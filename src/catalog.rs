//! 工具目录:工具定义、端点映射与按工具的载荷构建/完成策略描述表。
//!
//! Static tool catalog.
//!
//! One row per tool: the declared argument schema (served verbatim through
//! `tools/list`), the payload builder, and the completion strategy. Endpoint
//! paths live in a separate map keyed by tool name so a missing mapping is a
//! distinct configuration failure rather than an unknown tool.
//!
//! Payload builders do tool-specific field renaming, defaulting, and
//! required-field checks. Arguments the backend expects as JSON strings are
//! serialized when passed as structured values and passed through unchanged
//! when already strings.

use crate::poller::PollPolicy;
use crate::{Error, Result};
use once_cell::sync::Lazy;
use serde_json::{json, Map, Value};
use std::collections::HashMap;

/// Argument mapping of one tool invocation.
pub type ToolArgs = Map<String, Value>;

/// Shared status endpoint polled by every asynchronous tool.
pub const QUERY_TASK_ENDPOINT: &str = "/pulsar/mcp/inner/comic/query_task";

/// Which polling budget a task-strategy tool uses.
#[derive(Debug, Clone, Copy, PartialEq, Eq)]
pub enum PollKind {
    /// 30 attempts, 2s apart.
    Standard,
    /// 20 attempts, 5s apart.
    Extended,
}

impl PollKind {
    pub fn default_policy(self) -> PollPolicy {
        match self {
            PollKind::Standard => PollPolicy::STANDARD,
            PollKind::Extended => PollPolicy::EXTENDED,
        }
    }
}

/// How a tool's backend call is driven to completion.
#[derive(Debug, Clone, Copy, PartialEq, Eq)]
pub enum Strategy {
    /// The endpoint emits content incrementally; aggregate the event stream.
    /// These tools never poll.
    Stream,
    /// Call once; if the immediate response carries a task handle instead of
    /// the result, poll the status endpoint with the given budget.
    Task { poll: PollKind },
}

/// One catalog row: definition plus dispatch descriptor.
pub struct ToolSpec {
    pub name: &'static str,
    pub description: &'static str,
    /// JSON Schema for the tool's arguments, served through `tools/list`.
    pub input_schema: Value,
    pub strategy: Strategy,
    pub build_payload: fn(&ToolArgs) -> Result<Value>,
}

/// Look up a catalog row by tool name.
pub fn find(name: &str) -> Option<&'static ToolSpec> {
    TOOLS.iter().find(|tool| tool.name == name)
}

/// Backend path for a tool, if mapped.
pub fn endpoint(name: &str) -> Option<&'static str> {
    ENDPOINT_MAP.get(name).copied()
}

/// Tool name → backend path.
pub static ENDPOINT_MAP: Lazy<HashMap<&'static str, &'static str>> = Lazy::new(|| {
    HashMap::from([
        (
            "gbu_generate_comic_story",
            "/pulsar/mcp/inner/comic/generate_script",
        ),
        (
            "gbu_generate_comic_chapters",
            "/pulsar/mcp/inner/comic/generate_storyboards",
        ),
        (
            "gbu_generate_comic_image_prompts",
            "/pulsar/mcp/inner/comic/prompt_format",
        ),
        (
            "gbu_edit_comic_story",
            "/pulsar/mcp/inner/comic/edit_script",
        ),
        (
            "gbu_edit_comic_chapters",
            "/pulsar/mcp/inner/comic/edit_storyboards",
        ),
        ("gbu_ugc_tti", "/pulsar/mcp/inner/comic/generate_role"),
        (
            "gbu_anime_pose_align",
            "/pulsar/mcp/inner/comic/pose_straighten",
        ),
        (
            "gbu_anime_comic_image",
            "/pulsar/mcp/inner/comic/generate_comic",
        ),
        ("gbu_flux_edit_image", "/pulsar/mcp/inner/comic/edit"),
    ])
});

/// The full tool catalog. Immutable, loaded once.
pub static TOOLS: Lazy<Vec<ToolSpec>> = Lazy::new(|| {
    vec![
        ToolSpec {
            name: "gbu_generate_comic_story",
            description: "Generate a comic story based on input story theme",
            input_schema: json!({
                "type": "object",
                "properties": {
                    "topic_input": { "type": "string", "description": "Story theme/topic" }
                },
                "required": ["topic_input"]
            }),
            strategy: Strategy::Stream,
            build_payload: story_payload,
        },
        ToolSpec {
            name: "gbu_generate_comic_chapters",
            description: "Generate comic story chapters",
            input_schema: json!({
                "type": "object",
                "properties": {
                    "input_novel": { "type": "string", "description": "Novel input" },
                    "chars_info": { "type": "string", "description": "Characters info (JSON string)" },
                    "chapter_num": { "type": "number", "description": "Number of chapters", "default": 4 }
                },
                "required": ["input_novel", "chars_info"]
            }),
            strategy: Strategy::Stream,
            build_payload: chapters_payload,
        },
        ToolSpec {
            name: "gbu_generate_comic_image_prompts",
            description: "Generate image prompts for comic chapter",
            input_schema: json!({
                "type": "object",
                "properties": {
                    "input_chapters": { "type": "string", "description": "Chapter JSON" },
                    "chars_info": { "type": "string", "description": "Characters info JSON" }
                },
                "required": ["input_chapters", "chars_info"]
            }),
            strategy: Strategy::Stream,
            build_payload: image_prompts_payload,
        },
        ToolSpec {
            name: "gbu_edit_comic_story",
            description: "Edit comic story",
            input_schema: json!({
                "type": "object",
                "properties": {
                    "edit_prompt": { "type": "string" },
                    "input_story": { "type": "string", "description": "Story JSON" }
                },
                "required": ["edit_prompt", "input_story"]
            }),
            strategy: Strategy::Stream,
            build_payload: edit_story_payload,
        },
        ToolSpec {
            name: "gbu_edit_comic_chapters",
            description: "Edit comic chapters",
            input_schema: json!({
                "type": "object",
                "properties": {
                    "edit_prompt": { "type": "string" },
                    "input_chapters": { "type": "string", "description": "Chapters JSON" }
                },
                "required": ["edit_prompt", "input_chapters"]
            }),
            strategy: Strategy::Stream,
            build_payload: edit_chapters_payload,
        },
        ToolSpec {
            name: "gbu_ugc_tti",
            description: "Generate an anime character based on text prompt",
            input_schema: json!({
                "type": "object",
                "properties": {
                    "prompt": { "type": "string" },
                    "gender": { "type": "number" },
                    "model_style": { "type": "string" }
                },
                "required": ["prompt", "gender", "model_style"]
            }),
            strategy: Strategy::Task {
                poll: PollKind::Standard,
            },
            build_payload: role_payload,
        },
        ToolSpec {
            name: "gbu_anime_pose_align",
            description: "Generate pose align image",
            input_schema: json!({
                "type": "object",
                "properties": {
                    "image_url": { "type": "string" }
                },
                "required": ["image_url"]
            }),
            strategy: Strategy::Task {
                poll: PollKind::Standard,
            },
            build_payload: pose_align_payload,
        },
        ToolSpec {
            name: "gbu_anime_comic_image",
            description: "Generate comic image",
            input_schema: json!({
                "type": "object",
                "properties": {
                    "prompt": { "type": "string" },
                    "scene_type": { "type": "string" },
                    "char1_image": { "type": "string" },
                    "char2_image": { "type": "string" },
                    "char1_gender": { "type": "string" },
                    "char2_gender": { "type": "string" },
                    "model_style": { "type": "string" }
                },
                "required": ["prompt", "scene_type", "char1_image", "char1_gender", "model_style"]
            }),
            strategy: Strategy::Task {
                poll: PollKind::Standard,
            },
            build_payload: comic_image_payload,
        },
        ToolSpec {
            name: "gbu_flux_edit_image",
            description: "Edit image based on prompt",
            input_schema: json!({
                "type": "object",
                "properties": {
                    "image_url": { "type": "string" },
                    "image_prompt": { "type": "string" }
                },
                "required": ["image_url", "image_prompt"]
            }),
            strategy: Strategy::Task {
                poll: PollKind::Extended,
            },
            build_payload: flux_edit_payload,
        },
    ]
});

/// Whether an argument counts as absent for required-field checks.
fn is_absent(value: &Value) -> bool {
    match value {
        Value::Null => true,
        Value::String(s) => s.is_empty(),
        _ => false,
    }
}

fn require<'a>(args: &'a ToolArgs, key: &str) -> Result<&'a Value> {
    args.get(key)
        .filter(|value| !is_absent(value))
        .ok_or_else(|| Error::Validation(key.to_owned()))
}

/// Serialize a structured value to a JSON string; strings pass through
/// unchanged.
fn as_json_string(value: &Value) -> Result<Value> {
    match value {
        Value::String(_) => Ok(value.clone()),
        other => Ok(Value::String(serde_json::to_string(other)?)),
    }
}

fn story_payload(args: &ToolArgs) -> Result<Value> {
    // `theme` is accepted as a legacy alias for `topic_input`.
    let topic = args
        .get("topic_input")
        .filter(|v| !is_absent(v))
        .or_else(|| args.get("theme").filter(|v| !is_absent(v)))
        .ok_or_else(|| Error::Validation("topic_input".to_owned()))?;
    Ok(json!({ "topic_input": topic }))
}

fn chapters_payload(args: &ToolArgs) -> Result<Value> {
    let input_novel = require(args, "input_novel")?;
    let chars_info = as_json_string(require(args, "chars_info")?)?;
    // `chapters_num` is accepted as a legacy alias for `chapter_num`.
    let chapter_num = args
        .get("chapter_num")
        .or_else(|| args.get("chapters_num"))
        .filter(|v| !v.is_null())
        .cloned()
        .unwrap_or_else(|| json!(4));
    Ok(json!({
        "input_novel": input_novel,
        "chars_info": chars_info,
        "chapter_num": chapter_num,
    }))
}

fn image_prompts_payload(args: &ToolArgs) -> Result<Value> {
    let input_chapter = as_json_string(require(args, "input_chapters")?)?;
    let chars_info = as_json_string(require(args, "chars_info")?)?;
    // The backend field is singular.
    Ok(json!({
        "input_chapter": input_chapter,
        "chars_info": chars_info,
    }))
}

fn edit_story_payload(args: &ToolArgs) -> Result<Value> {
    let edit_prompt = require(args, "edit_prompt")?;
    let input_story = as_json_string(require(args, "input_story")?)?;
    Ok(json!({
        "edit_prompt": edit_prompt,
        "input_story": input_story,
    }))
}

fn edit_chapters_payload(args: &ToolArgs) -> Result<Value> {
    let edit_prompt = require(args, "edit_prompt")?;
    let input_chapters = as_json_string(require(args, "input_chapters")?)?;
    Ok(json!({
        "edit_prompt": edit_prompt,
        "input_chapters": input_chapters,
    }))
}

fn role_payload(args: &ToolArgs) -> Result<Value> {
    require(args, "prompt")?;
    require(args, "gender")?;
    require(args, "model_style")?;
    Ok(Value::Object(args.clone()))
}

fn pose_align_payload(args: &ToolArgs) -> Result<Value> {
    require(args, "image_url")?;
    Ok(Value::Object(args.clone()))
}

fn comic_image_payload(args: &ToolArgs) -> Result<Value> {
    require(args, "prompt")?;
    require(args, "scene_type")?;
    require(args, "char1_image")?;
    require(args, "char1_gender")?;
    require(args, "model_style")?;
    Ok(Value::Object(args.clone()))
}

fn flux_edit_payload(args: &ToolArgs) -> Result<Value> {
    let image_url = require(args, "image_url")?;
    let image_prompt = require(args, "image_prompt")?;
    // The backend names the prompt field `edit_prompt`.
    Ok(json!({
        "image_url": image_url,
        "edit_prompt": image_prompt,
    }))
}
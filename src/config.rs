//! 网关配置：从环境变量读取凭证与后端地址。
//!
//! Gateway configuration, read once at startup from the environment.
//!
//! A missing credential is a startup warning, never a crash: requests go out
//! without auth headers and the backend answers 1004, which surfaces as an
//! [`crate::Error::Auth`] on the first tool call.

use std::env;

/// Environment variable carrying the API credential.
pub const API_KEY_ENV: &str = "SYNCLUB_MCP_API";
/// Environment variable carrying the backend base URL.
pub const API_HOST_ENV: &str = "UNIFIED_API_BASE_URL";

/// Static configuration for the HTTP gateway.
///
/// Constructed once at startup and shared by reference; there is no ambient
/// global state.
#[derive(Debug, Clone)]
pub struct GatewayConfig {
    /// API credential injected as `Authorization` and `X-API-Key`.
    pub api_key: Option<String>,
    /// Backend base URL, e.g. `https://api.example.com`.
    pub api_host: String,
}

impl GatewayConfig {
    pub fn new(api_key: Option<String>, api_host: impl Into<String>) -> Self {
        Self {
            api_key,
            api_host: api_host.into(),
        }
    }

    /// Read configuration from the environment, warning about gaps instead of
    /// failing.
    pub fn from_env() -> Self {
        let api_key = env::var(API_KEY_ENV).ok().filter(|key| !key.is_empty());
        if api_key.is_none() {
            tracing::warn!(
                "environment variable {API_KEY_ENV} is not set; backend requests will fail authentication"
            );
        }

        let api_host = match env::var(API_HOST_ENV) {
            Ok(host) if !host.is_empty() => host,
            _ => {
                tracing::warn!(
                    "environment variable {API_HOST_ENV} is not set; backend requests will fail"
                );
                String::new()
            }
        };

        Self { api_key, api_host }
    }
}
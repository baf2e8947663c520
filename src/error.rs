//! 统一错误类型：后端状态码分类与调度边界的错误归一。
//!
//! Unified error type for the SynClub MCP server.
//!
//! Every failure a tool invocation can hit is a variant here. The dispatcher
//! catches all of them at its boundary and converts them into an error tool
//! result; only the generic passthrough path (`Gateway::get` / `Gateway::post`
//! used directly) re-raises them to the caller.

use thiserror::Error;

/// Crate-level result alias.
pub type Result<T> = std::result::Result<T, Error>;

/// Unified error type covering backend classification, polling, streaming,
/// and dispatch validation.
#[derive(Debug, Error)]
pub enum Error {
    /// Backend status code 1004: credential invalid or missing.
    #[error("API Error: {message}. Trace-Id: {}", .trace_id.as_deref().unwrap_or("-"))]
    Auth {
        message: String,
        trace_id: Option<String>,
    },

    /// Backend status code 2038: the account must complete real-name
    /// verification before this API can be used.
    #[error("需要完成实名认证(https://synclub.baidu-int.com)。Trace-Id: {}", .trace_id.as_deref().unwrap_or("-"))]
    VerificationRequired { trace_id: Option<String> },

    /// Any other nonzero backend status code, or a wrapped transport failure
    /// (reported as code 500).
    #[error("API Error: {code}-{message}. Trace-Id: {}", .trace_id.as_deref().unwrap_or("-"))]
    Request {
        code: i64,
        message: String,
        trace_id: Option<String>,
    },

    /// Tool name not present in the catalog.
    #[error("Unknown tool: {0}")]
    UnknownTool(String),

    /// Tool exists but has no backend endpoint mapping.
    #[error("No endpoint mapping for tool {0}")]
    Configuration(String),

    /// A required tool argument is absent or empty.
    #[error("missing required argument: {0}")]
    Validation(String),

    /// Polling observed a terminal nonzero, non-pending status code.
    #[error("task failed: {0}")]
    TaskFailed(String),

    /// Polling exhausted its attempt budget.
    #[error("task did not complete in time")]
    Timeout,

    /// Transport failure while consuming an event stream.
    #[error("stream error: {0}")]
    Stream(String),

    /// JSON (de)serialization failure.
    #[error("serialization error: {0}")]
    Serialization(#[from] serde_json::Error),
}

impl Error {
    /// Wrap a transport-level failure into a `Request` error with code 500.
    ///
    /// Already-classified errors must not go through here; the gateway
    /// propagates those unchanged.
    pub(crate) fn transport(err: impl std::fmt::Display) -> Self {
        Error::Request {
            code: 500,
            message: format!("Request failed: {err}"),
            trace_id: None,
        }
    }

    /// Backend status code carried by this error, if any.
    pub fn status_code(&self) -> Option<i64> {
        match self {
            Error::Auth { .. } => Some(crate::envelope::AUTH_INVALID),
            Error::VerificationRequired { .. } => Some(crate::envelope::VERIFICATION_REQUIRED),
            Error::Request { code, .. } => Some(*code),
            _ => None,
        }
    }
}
========================================================================
- **Work instructions**: If a line of the data contains "number", copy it out.

- **Exercise answer**:
                    "chapter_num": { "type": "number", "description": "Number of chapters", "default": 4 }
                    "gender": { "type": "number" },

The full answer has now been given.